Introduction: Chronic wounds in elderly intensive care unit (ICU) patients present a significant clinical challenge, as they are frequently colonized or infected by multidrug-resistant bacteria. This study aimed to evaluate the clinical outcomes of topical probiotic treatment in ICU patients with chronic wounds unresponsive to conventional therapies. Materials and Methods: Patients were prospectively selected based on non-healing wounds, infected or colonized by virulent microorganisms. Inclusion was limited to "compassionate cases" with failure of standard wound care therapies and no other non-invasive options available. The treatment protocol involved daily wound cleansing with hydrogen peroxide and/or saline, followed by application of a mixture of hydrogel and lactic acid-producing probiotics. Wound swabs for culture were collected whenever feasible, both before and during treatment. Infected cases were monitored for vital signs, inflammatory markers, and photographic documentation. Results: Eight patients were included. All wounds demonstrated consistent clinical improvement. Four cases achieved complete healing; one patient died from unrelated causes before final wound closure. Culture swabs revealed shifts in microbial sensitivity profiles or changes in predominant organisms. Notably, all wounds showed accelerated healing within weeks compared to standard of care, despite patients' severe malnutrition and comorbidities such as vascular insufficiency, medication-related skin damage, or fecal contamination. Conclusion: Topical probiotics may represent a safe and effective adjunctive therapy for chronic wound management in critically ill patients, particularly in the presence of MDR bacterial colonization or infection. These findings support further exploration through randomized controlled trials.

Keywords

chronic wounds wound healing probiotics bacteriotherapy.

Introduction

Bacteriotherapy has been employed empirically by civilizations for millennia [1], long before its scientific foundations were described in 1905 by Metchnikoff [2]. The World Health Organization later formally defined probiotics as live microorganisms that confer health benefits when administered in adequate amounts [3]. Recently, the resurgence of interest in probiotics in clinical medicine has been driven by the escalating challenge of multidrug-resistant organisms (MDROs) [4-7].

Numerous in vitro and in vivo studies have demonstrated that probiotics can enhance wound healing and inhibit virulent pathogens [8-16]. Additionally, clinical trials have demonstrated that oral probiotics can reduce postoperative complications, including infections, wound dehiscence, and anastomotic leaks [17-21]. However, the topical application of probiotics in human wound care remains underexplored [22-24].

Our institution—equipped with a Long-Term Ventilation Unit (LTVU)—cares for highly vulnerable patients with multi-organ failure who require prolonged mechanical ventilation, dialysis, nutritional support, and individualized wound care.
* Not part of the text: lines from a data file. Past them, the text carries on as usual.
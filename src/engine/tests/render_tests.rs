//! End-to-end rendering tests

use std::sync::Arc;

use chrono::NaiveDate;
use serde_json::json;
use tokio_util::sync::CancellationToken;

use super::helpers::{
    render, render_with, sequential_config, CancelAfter, CountingModules, RecordingTrace,
};
use crate::config::EngineConfig;
use crate::engine::{BuiltinModules, RenderOutcome, TemplateEngine};
use crate::executor::Val;
use crate::host::MapFrontmatter;

/* ===================== Blocks ===================== */

#[tokio::test]
async fn test_plain_text_passes_through() {
    assert_eq!(render("no blocks here\n").await, "no blocks here\n");
    assert_eq!(render("").await, "");
}

#[tokio::test]
async fn test_execution_then_interpolation() {
    assert_eq!(
        render("<%* let a = 2; let b = 3; -%>\n<% a + b %>").await,
        "5"
    );
}

#[tokio::test]
async fn test_accumulator_loop() {
    assert_eq!(
        render("<%* for (let i = 0; i < 3; i++) { tR += i + ',' } %>").await,
        "0,1,2,"
    );
}

#[tokio::test]
async fn test_accumulator_is_per_block() {
    let output = render("<%* tR += 'one' %>|<%* tR += 'two' %>").await;
    assert_eq!(output, "one|two");
}

#[tokio::test]
async fn test_nullish_interpolation_renders_empty() {
    assert_eq!(render("[<% missing %>]").await, "[]");
    assert_eq!(render("[<% null %>][<%  %>]").await, "[][]");
    assert_eq!(render("[<% 0 %>][<% false %>]").await, "[0][false]");
}

#[tokio::test]
async fn test_whitespace_control() {
    assert_eq!(render("line\n<%_ 1 _%>\nnext").await, "line1next");
    assert_eq!(render("a\n<%- 'b' -%>\nc").await, "abc");
}

#[tokio::test]
async fn test_values_render_as_strings() {
    assert_eq!(render("<% [1, 2, 3] %>").await, "1,2,3");
    assert_eq!(render("<% 7 / 2 %>").await, "3.5");
    assert_eq!(render("<% 1 / 0 %>").await, "Infinity");
    assert_eq!(render("<% JSON.stringify({ a: 1 }) %>").await, r#"{"a":1}"#);
}

/* ===================== Errors ===================== */

#[tokio::test]
async fn test_runtime_error_marker() {
    assert_eq!(
        render("<% missing.x %>").await,
        "[Error: Cannot read properties of undefined (reading 'x')]"
    );
}

#[tokio::test]
async fn test_uncaught_throw_marker() {
    assert_eq!(render("<%* throw new Error('stop') %>").await, "[Error: stop]");
}

#[tokio::test]
async fn test_parse_error_marker() {
    let output = render("<%* if (x) { tR += 1 %>").await;
    assert!(output.starts_with("[Parse error: "), "{}", output);
}

#[tokio::test]
async fn test_errors_do_not_stop_the_render() {
    let output = render("<% missing.x %> then <%* let n = 2 %><% n * 2 %>").await;
    assert!(output.ends_with(" then 4"), "{}", output);
}

/* ===================== Return ===================== */

#[tokio::test]
async fn test_return_silences_later_blocks() {
    let engine = TemplateEngine::default();
    let (outcome, ctx) = engine
        .render_with_context(
            "<%* tR += 'a'; return 'done' %>b<% 'c' %><%* tR += 'd' %>",
            engine.new_context(),
            Arc::new(crate::host::NeverCancelled),
        )
        .await;
    assert_eq!(outcome, RenderOutcome::Completed("ab".to_string()));
    assert!(ctx.return_requested());
    assert_eq!(ctx.return_value(), Some(&Val::from("done")));
}

#[tokio::test]
async fn test_return_inside_function_is_not_sticky() {
    let output = render("<%* function f() { return 1 } let v = f() %><% v %>").await;
    assert_eq!(output, "1");
}

/* ===================== Host Services ===================== */

#[tokio::test]
async fn test_frontmatter_values() {
    let engine = TemplateEngine::builder()
        .frontmatter(Arc::new(MapFrontmatter::from_json(&json!({
            "title": "Weekly",
            "tags": ["work", "review"]
        }))))
        .build();
    assert_eq!(
        render_with(&engine, "# <% tp.frontmatter.title %> (<% tp.frontmatter.tags.join(', ') %>)").await,
        "# Weekly (work, review)"
    );
}

#[tokio::test]
async fn test_builtin_modules() {
    let engine = TemplateEngine::builder()
        .modules(Arc::new(
            BuiltinModules::new()
                .with_file("notes/Standup.md")
                .with_today(NaiveDate::from_ymd_opt(2024, 3, 14).unwrap()),
        ))
        .build();
    assert_eq!(
        render_with(&engine, "<% tp.file.title %> <% tp.date.now('YYYY-MM-DD') %>").await,
        "Standup 2024-03-14"
    );
}

#[tokio::test]
async fn test_pure_calls_rerun_in_later_blocks() {
    let modules = Arc::new(CountingModules::default());
    let engine = TemplateEngine::builder()
        .config(sequential_config())
        .modules(modules.clone())
        .build();
    let output = render_with(
        &engine,
        "<% tp.file.title %>|<%* tp.file.move('x') %>|<% tp.file.title %>",
    )
    .await;
    assert_eq!(output, "1||3");
    assert_eq!(modules.calls.load(std::sync::atomic::Ordering::SeqCst), 3);
}

#[tokio::test]
async fn test_custom_accumulator_name() {
    let engine = TemplateEngine::new(EngineConfig {
        accumulator: "out".to_string(),
        ..EngineConfig::default()
    });
    assert_eq!(render_with(&engine, "<%* out += 'x'; out += 'y' %>").await, "xy");
}

#[tokio::test]
async fn test_trace_events() {
    let trace = Arc::new(RecordingTrace::default());
    let engine = TemplateEngine::builder()
        .config(sequential_config())
        .trace(trace.clone())
        .build();
    render_with(&engine, "<%* let a = 1 %><% a %>").await;

    assert_eq!(
        trace.events(),
        vec![
            "start 0 Execution",
            "finish 0 \"\"",
            "start 1 Interpolation",
            "finish 1 \"1\"",
        ]
    );
    let snapshots = trace.snapshots.lock().unwrap();
    assert_eq!(snapshots.len(), 2);
    assert_eq!(snapshots[0].get("a"), Some(&Val::Int(1)));
}

/* ===================== Cancellation ===================== */

#[tokio::test]
async fn test_cancelled_before_start() {
    let token = CancellationToken::new();
    token.cancel();
    let outcome = TemplateEngine::default()
        .render("a <% 1 %> b", Arc::new(token))
        .await;
    assert_eq!(outcome, RenderOutcome::Cancelled);
    assert!(outcome.is_cancelled());
    assert_eq!(outcome.into_output(), None);
}

#[tokio::test]
async fn test_cancelled_inside_loop() {
    let engine = TemplateEngine::new(sequential_config());
    let outcome = engine
        .render(
            "before <%* while (true) { tR += 'x' } %> after",
            Arc::new(CancelAfter::new(10)),
        )
        .await;
    assert!(outcome.is_cancelled());
}

#[tokio::test]
async fn test_cancellation_is_not_caught_by_try() {
    let engine = TemplateEngine::new(sequential_config());
    let outcome = engine
        .render(
            "<%* try { while (true) { tR += 'x' } } catch (e) { tR += 'caught' } %>",
            Arc::new(CancelAfter::new(10)),
        )
        .await;
    assert_eq!(outcome, RenderOutcome::Cancelled);
}

#[test]
fn test_render_from_sync_code() {
    let engine = TemplateEngine::default();
    let outcome = tokio_test::block_on(engine.render_to_end("<% 'sync' %>"));
    assert_eq!(outcome.into_output(), Some("sync".to_string()));
}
These patients are prone to colonization or infection by virulent organisms, contributing to impaired wound healing, sepsis, and mortality.

Building on published work by Peral et al. in South America and Venosi et al. in Italy, where topical lactic acid-producing bacteria were applied to infected burn wounds and vascular ulcers [22-24], we hypothesized that similar bacteriotherapy could benefit our critically ill ICU patients with chronic wounds unresponsive to all other available therapies.

Materials and Methods

This prospective case series was conducted at Reem Hospital’s LTVU from July 2024 to July 2025. Eligible patients presented with chronic wounds—infected or colonized—that failed to respond to all conventional wound care treatments, and they were not good candidates for any invasive management. Systemic antibiotic use was documented but not used as a determinant for study inclusion.
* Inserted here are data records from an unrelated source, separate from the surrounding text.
//! Declarations and assignments
//!
//! Identifier targets take a fast path that skips the expression parser for
//! the left-hand side. `name += <string>` on a string variable appends to a
//! pending builder instead of copying the whole string.

use super::Control;
use crate::executor::errors::ScriptError;
use crate::executor::expressions::RuntimeContext;
use crate::executor::interp::Interpreter;
use crate::executor::types::{ops, BinaryOp, UnaryOp, Val};
use crate::parser::scanner::{self, is_identifier, starts_with_word};
use crate::parser::{parse_binding, Binding, ParseFailure};

/// `let`/`const`/`var` with one or more declarators
pub fn execute_declaration(interp: &mut Interpreter<'_>, body: &str) -> Result<Control, ScriptError> {
    let keyword = ["let", "const", "var"]
        .into_iter()
        .find(|kw| starts_with_word(body, kw))
        .unwrap_or("");
    let declarators = &body[keyword.len()..];

    for declarator in scanner::split_top_level(declarators, b',') {
        let declarator = declarator.trim();
        if declarator.is_empty() {
            continue;
        }
        let (binding, rest) = parse_binding(declarator)?;
        let value = match rest.strip_prefix('=') {
            Some(init) => interp.evaluate(init)?,
            None if rest.is_empty() => Val::Undefined,
            None => {
                return Err(ParseFailure::UnexpectedToken {
                    found: rest.to_string(),
                    offset: declarator.len() - rest.len(),
                }
                .into())
            }
        };
        bind(interp, &binding, value)?;
    }
    Ok(Control::None)
}

/// Assign `value` to a binding, destructuring as needed
pub fn bind(interp: &mut Interpreter<'_>, binding: &Binding, value: Val) -> Result<(), ScriptError> {
    match binding {
        Binding::Name(name) => interp.set_variable(name, value),
        Binding::Array(names) => {
            let items = match value {
                Val::List(items) => items,
                Val::Str(s) => s.chars().map(|c| Val::Str(c.to_string())).collect(),
                other => {
                    return Err(ScriptError::type_error(format!(
                        "{} is not iterable",
                        other.type_name_for_error()
                    )))
                }
            };
            for (i, name) in names.iter().enumerate() {
                interp.set_variable(name, items.get(i).cloned().unwrap_or_default())?;
            }
            Ok(())
        }
        Binding::Object(pairs) => {
            if value.is_nullish() {
                return Err(ScriptError::type_error(format!(
                    "Cannot destructure {}",
                    value.type_name_for_error()
                )));
            }
            for (key, name) in pairs {
                let v = interp.get_property(&value, key)?;
                interp.set_variable(name, v)?;
            }
            Ok(())
        }
    }
}

/// Plain and compound assignment, including accumulator writes
pub fn execute_assignment(interp: &mut Interpreter<'_>, body: &str) -> Result<Control, ScriptError> {
    let Some((eq, op)) = scanner::find_assignment(body) else {
        interp.evaluate(body)?;
        return Ok(Control::None);
    };
    let target_end = if op.is_some() { eq - 1 } else { eq };
    let target = body[..target_end].trim();
    if !is_identifier(target) {
        // member or index target: the expression evaluator writes it back
        interp.evaluate(body)?;
        return Ok(Control::None);
    }

    let value = interp.evaluate(&body[eq + 1..])?;
    match op.and_then(BinaryOp::from_compound) {
        None => interp.set_variable(target, value)?,
        Some(BinaryOp::Add) if interp.ctx.append_string(target, &value.to_display_string()) => {}
        Some(op) => {
            let current = interp.get_variable(target)?;
            interp.set_variable(target, ops::binary(op, &current, &value))?;
        }
    }
    Ok(Control::None)
}

/// `x++`, `++x`, `x--`, `--x` as statements
pub fn execute_update(interp: &mut Interpreter<'_>, body: &str, delta: i64) -> Result<Control, ScriptError> {
    let target = body.trim_matches(|c| c == '+' || c == '-').trim();
    if is_identifier(target) {
        let current = ops::unary(UnaryOp::Plus, &interp.get_variable(target)?);
        interp.set_variable(target, ops::binary(BinaryOp::Add, &current, &Val::Int(delta)))?;
    } else {
        interp.evaluate(body)?;
    }
    Ok(Control::None)
}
Patient evaluation included a full medical history, clinical examination, laboratory investigations, and relevant diagnostic imaging. The majority of patients were classified as ASA IV (American Society of Anesthesiologists), had a Glasgow Coma Scale (GCS) score below 7, were ventilated via tracheostomy, and received both enteral feeding and hemodialysis.
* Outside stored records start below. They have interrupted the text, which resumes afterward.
//! # Tessera
//!
//! An embedded engine for templates with script blocks. Template text is
//! split into `<% … %>` blocks, the blocks are analyzed for the variables
//! they share, independent blocks run in parallel, and each block's output
//! replaces it in the rendered text.
//!
//! Expressions are evaluated by a tree walker or, for arithmetic and logic,
//! by a small bytecode compiler and stack VM.

pub mod bytecode;
pub mod cli;
pub mod config;
pub mod engine;
pub mod executor;
pub mod host;
pub mod parser;
pub mod scheduler;
pub mod template;

pub use config::{EngineConfig, EvaluatorMode};
pub use engine::{RenderOutcome, TemplateEngine, TemplateEngineBuilder};
pub use executor::{ScriptContext, ScriptError, Val};
pub use host::{CancellationChecker, ExecutionTrace, FrontmatterAccess, ModuleExecutor};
Informed consent was obtained from each patient's legal guardian following a multidisciplinary case review involving intensivists, case managers, surgeons, and wound care nurses. Ethical approval was granted by the institutional review board for the compassionate use of probiotics. The primary study objective was to assess safety; secondary objectives included effects on wound healing and microbial colonization/infection.

Wounds were categorized as infected or colonized using the STONEES criteria (erythema, warmth, friable granulation, purulent exudate, odor, and pain) [25,26]. In the LTVU setting, all chronic non-healing wounds were considered colonized by default.

Wound swabs were collected on day 0, days 7, and day 14 when feasible. Wounds were cleaned with saline and/or hydrogen peroxide and dressed once or twice daily. A lactic acid-producing probiotic gel was applied directly to the wound bed, followed by a contact layer and a secondary dressing. Wound dimensions (length, width, depth), surrounding skin status, exudate volume, and quality were documented per international guidelines [16,25,26]. Data were recorded by the surgical team and wound care nurses, along with serial photographs at each dressing change.

Results

Patient Overview

Eight ASA IV patients were included. All had non-healing chronic wounds of various etiologies and severe comorbidities, including end-stage organ failure. Seven patients were ventilated via tracheostomy; all had presented with diabetes mellitus (DM), had atherosclerotic disease, and required enteral nutrition and hemodialysis.

Patient A: 87-year-old male with right above-knee amputation stump dehiscence. Initial local wound infection with highly resistant Pseudomonas aeruginosa and Klebsiella pneumoniae progressed to septicemia despite broad-spectrum IV antibiotics. After 1 week of initiation of the probiotic protocol and concurrent 2 weeks of IV antibiotics, granulation tissue appeared and the CRP level decreased. By day 12, cultures showed only Candida tropicalis sensitive to all antibiotics tested. The wound was no longer infected and was planned for closure when the patient succumbed to unrelated mesenteric ischemia (Figure 1).

Figure 1
Figure 1 Patient A showed a complete dry necrosis resolution after 4 weeks of topical probiotics, despite septic shock resisting vasopressors and wide spectrum antibiotics.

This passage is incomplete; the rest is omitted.